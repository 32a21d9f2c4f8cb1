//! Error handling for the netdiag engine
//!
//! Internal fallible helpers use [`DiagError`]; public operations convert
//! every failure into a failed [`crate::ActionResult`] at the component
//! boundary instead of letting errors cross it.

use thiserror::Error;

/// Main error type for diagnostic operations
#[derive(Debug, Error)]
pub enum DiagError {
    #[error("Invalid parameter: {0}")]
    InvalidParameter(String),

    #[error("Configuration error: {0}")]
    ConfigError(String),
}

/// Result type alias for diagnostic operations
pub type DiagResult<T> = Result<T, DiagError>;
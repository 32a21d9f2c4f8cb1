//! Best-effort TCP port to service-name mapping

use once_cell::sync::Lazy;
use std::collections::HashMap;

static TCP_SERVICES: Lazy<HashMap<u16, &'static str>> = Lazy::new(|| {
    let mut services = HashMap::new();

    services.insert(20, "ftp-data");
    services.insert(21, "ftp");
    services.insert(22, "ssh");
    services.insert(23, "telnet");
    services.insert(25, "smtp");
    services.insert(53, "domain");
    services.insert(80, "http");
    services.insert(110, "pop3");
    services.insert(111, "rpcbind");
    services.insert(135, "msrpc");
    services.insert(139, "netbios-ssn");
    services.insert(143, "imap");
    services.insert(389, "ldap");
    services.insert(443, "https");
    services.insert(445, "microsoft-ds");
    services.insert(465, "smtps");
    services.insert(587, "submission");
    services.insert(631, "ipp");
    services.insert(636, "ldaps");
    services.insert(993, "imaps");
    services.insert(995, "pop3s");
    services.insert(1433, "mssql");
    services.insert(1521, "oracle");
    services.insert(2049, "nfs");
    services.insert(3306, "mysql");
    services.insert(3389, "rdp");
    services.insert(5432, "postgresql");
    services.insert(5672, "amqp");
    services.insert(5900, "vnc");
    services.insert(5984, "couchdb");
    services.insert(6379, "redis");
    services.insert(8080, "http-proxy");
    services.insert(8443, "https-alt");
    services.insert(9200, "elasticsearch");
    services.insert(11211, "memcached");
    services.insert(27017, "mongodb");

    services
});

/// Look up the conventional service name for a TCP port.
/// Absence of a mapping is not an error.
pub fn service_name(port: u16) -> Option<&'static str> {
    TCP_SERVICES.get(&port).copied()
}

----

Send back every record, precisely as written.

repository 32a21d9f2c4f8cb1
//! Error handling for the netdiag engine
//!
//! Internal fallible helpers use [`DiagError`]; public operations convert
//! every failure into a failed [`crate::ActionResult`] at the component
//! boundary instead of letting errors cross it.

use thiserror::Error;

/// Main error type for diagnostic operations
#[derive(Debug, Error)]
pub enum DiagError {
    #[error("Invalid parameter: {0}")]
    InvalidParameter(String),

    #[error("Configuration error: {0}")]
    ConfigError(String),
}

/// Result type alias for diagnostic operations
pub type DiagResult<T> = Result<T, DiagError>;
repository 32a21d9f2c4f8cb1
//! Best-effort TCP port to service-name mapping

use once_cell::sync::Lazy;
use std::collections::HashMap;

static TCP_SERVICES: Lazy<HashMap<u16, &'static str>> = Lazy::new(|| {
    let mut services = HashMap::new();

    services.insert(20, "ftp-data");
    services.insert(21, "ftp");
    services.insert(22, "ssh");
    services.insert(23, "telnet");
    services.insert(25, "smtp");
    services.insert(53, "domain");
    services.insert(80, "http");
    services.insert(110, "pop3");
    services.insert(111, "rpcbind");
    services.insert(135, "msrpc");
    services.insert(139, "netbios-ssn");
    services.insert(143, "imap");
    services.insert(389, "ldap");
    services.insert(443, "https");
    services.insert(445, "microsoft-ds");
    services.insert(465, "smtps");
    services.insert(587, "submission");
    services.insert(631, "ipp");
    services.insert(636, "ldaps");
    services.insert(993, "imaps");
    services.insert(995, "pop3s");
    services.insert(1433, "mssql");
    services.insert(1521, "oracle");
    services.insert(2049, "nfs");
    services.insert(3306, "mysql");
    services.insert(3389, "rdp");
    services.insert(5432, "postgresql");
    services.insert(5672, "amqp");
    services.insert(5900, "vnc");
    services.insert(5984, "couchdb");
    services.insert(6379, "redis");
    services.insert(8080, "http-proxy");
    services.insert(8443, "https-alt");
    services.insert(9200, "elasticsearch");
    services.insert(11211, "memcached");
    services.insert(27017, "mongodb");

    services
});

/// Look up the conventional service name for a TCP port.
/// Absence of a mapping is not an error.
pub fn service_name(port: u16) -> Option<&'static str> {
    TCP_SERVICES.get(&port).copied()
}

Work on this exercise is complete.